Isto está que dá medo

Enquanto o mundo se vira de pernas para o ar, por cá preferimos falar sobre a Carochinha e o João Ratão.

Imprevisível, é a palavra dominante dos tempos modernos. Passamos a vida a falar de segurança nas cidades e no país, mas o que verdadeiramente está inseguro é o mundo. Qualquer ponto do globo para onde olhemos parece um barril de pólvora prestes a explodir e diante do perigo que espreita a cada esquina, preferimos entreter-nos em discussões espúrias ou a bater papo nas redes sociais.

Respira-se no ar a sensação de fim de ciclo e isso, na história, corresponde quase sempre a guerra. O surgimento de personagens histriónicos, como Donald Trump, que prometem pôr o mundo na ordem de acordo com a sua própria lógica, também não é novidade. É só esquisito que a esta altura da história da humanidade, com tudo o que já conhecemos do passado, estejamos de novo na mão de um louco que não hesita em provocar tudo e todos. Que resultado é que tudo isto vai dar? Ninguém consegue prever exatamente.

O nosso futuro, de todos nós, mesmo aqui neste cantinho da Europa, onde achamos que estamos protegidos, está pendente de umas chamadas telefónicas entre um doido e um tirano. Não sei se têm fundamento as teses de que Putin ajudou Trump a chegar a Presidente dos Estados Unidos, mas sei que o senhor de Moscovo acha que pode comer as papas na cabeça do senhor da América. E também sei que o senhor da América, independentemente do caminho que escolha para o conseguir, nunca admitirá ficar na fotografia como um derrotado. Se o preço a pagar for ficar de braço dado com Putin, para espicaçar Xi Jinping, oferecendo a Europa de bandeja, esse preço será pago.

O maior problema de Trump é não perceber que não há soluções fáceis para problemas que são complicados e se prolongam há séculos. Se bastasse falar grosso e prometer loucuras, o mundo estaria à beira da paz eterna. Mas não é assim. Para agradar à Rússia, a América vai enfurecer a China. Para agradar a Israel, a América vai enfurecer o mundo Árabe. E, entretanto, o mundo toca a rebate: é preciso armar e armar depressa. Nunca se sabe quando vai ser preciso puxar o gatilho. A única coisa que todos já perceberam, embora só o digam baixinho, é que os Estados Unidos deixaram de ser confiáveis e estão a transformar-se num rastilho não para Make America Great Again, mas para Make War, Not Peace. Ninguém pode dizer conscientemente que se sente seguro. E isso assusta e muito.

Por cá preferimos não fazer disto tema. Por inconsciência ou instinto de sobrevivência continuamos a achar que a imprevisibilidade do mundo é um problema lá deles. Do Trump, do Putin e do Zelensky. Sim, porque de tão distraídos que andamos, nem sequer fazemos a ligação para os impactos que tudo isto tem nos equilíbrios de forças que até aqui nos têm garantido algum tempo de paz.

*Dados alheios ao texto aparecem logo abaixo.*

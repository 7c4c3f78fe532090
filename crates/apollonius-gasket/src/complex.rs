//! Complex-plane arithmetic for circle centers.
//!
//! Centers are points in the complex plane. During generation every center is
//! stored multiplied by its own bend, which turns the Descartes relation on
//! centers into the same quadratic form as the relation on bends:
//!
//! ```text
//! c0 = c1 + c2 + c3 ± 2·sqrt(c1·c2 + c2·c3 + c1·c3)
//! ```
//!
//! Both roots are legitimate; [`descartes_check`] tells the caller which one
//! actually touches all three given circles.

use std::ops::{Add, Mul, Neg, Sub};

use crate::TANGENCY_TOLERANCE;

/// A point in the complex plane.
#[derive(Debug, Clone, Copy, PartialEq, Default)]
#[cfg_attr(feature = "serde", derive(serde::Serialize, serde::Deserialize))]
pub struct Complex {
    /// Real part (x)
    pub re: f64,
    /// Imaginary part (y)
    pub im: f64,
}

impl Complex {
    /// The origin.
    pub const ZERO: Self = Self { re: 0.0, im: 0.0 };

    /// Multiplicative identity.
    pub const ONE: Self = Self { re: 1.0, im: 0.0 };

    /// Create a new complex value.
    pub const fn new(re: f64, im: f64) -> Self {
        Self { re, im }
    }

    /// Embed a real scalar as `(s, 0)`.
    pub const fn real(s: f64) -> Self {
        Self { re: s, im: 0.0 }
    }

    /// Build a value from modulus and argument.
    pub fn from_polar(modulus: f64, argument: f64) -> Self {
        Self {
            re: modulus * argument.cos(),
            im: modulus * argument.sin(),
        }
    }

    /// Euclidean modulus.
    pub fn abs(&self) -> f64 {
        self.re.hypot(self.im)
    }

    /// Principal square root, computed in polar form.
    ///
    /// The argument is halved from `atan2(im, re)`, so the result always lies
    /// in the right half-plane (or on the positive imaginary axis). Zero maps
    /// to zero.
    pub fn sqrt(&self) -> Self {
        let argument = self.im.atan2(self.re) / 2.0;
        let modulus = self.abs().sqrt();
        Self::from_polar(modulus, argument)
    }

    /// Multiply by a real scalar.
    #[inline]
    pub fn scale(&self, s: f64) -> Self {
        Self {
            re: s * self.re,
            im: s * self.im,
        }
    }

    /// Whether both components are finite.
    pub fn is_finite(&self) -> bool {
        self.re.is_finite() && self.im.is_finite()
    }
}

impl Add for Complex {
    type Output = Self;

    #[inline]
    fn add(self, other: Self) -> Self {
        Self {
            re: self.re + other.re,
            im: self.im + other.im,
        }
    }
}

impl Sub for Complex {
    type Output = Self;

    #[inline]
    fn sub(self, other: Self) -> Self {
        Self {
            re: self.re - other.re,
            im: self.im - other.im,
        }
    }
}

impl Neg for Complex {
    type Output = Self;

    #[inline]
    fn neg(self) -> Self {
        Self {
            re: -self.re,
            im: -self.im,
        }
    }
}

impl Mul for Complex {
    type Output = Self;

    #[inline]
    fn mul(self, other: Self) -> Self {
        Self {
            re: self.re * other.re - self.im * other.im,
            im: self.re * other.im + self.im * other.re,
        }
    }
}

impl From<f64> for Complex {
    fn from(value: f64) -> Self {
        Self::real(value)
    }
}

impl From<(f64, f64)> for Complex {
    fn from((re, im): (f64, f64)) -> Self {
        Self { re, im }
    }
}

impl From<[f64; 2]> for Complex {
    fn from([re, im]: [f64; 2]) -> Self {
        Self { re, im }
    }
}

impl std::fmt::Display for Complex {
    fn fmt(&self, f: &mut std::fmt::Formatter<'_>) -> std::fmt::Result {
        write!(f, "({}, {})", self.re, self.im)
    }
}

/// Which root of a Descartes formula to take.
#[derive(Debug, Clone, Copy, PartialEq, Eq, Hash)]
pub enum Sign {
    /// The `+` root.
    Plus,
    /// The `-` root.
    Minus,
}

impl Sign {
    /// `+1.0` or `-1.0`.
    pub const fn value(self) -> f64 {
        match self {
            Sign::Plus => 1.0,
            Sign::Minus => -1.0,
        }
    }
}

/// Left-to-right sum. The empty sum is zero.
pub fn sum(values: &[Complex]) -> Complex {
    values.iter().fold(Complex::ZERO, |acc, &z| acc + z)
}

/// Left-to-right product. The empty product is one.
pub fn prod(values: &[Complex]) -> Complex {
    values
        .iter()
        .copied()
        .reduce(|acc, z| acc * z)
        .unwrap_or(Complex::ONE)
}

/// Complex Descartes theorem for bend-scaled centers.
///
/// Returns the bend-scaled center of a fourth circle tangent to the three
/// given ones, taking the root selected by `sign`.
pub fn descartes(c1: Complex, c2: Complex, c3: Complex, sign: Sign) -> Complex {
    let root = (c1 * c2 + c2 * c3 + c1 * c3).sqrt();
    sum(&[c1, c2, c3, root.scale(2.0 * sign.value())])
}

/// Check pairwise tangency of a bend-scaled quadruplet.
///
/// For each of the six pairs, the distance between true centers must equal
/// `|1/b_i + 1/b_j|` within [`TANGENCY_TOLERANCE`]. A negative bend makes its
/// radius term negative, which covers internal tangency with a bounding
/// circle.
pub fn descartes_check(centers: &[Complex; 4], bends: &[f64; 4]) -> bool {
    let true_centers: [Complex; 4] = std::array::from_fn(|i| centers[i].scale(1.0 / bends[i]));
    let radii: [f64; 4] = bends.map(|b| 1.0 / b);

    PAIRS.iter().all(|&(i, j)| {
        let distance = (true_centers[i] - true_centers[j]).abs();
        (distance - (radii[i] + radii[j]).abs()).abs() <= TANGENCY_TOLERANCE
    })
}

/// The six unordered index pairs of a quadruplet.
const PAIRS: [(usize, usize); 6] = [(0, 1), (0, 2), (0, 3), (1, 2), (1, 3), (2, 3)];

/// Reflect a bend-scaled center across a tangent triple: `2·(c1+c2+c3) − center`.
#[inline]
pub fn reflect(center: Complex, about: [Complex; 3]) -> Complex {
    sum(&about).scale(2.0) - center
}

Qualquer cenário de maior investimento na Defesa, ou falar em botas no terreno, é ‘extemporâneo’, garantem os nossos governantes. O último debate desta nano-legislatura foi sobre o Conselho Europeu convocado para discutir estas matérias. Basta olhar para as imagens da televisão para perceber o quão longe estamos todos nós, a começar pelo poder político, da realidade. Bancadas a meio gás, líderes ausentes, discursos relegados para segundas ou terceiras figuras dos partidos.

Espero para ver quantos minutos de debate e parágrafos nos programas eleitorais serão dedicados à forma como Portugal se deve preparar para um mundo que já está de pernas para o ar e que vai ficar pior.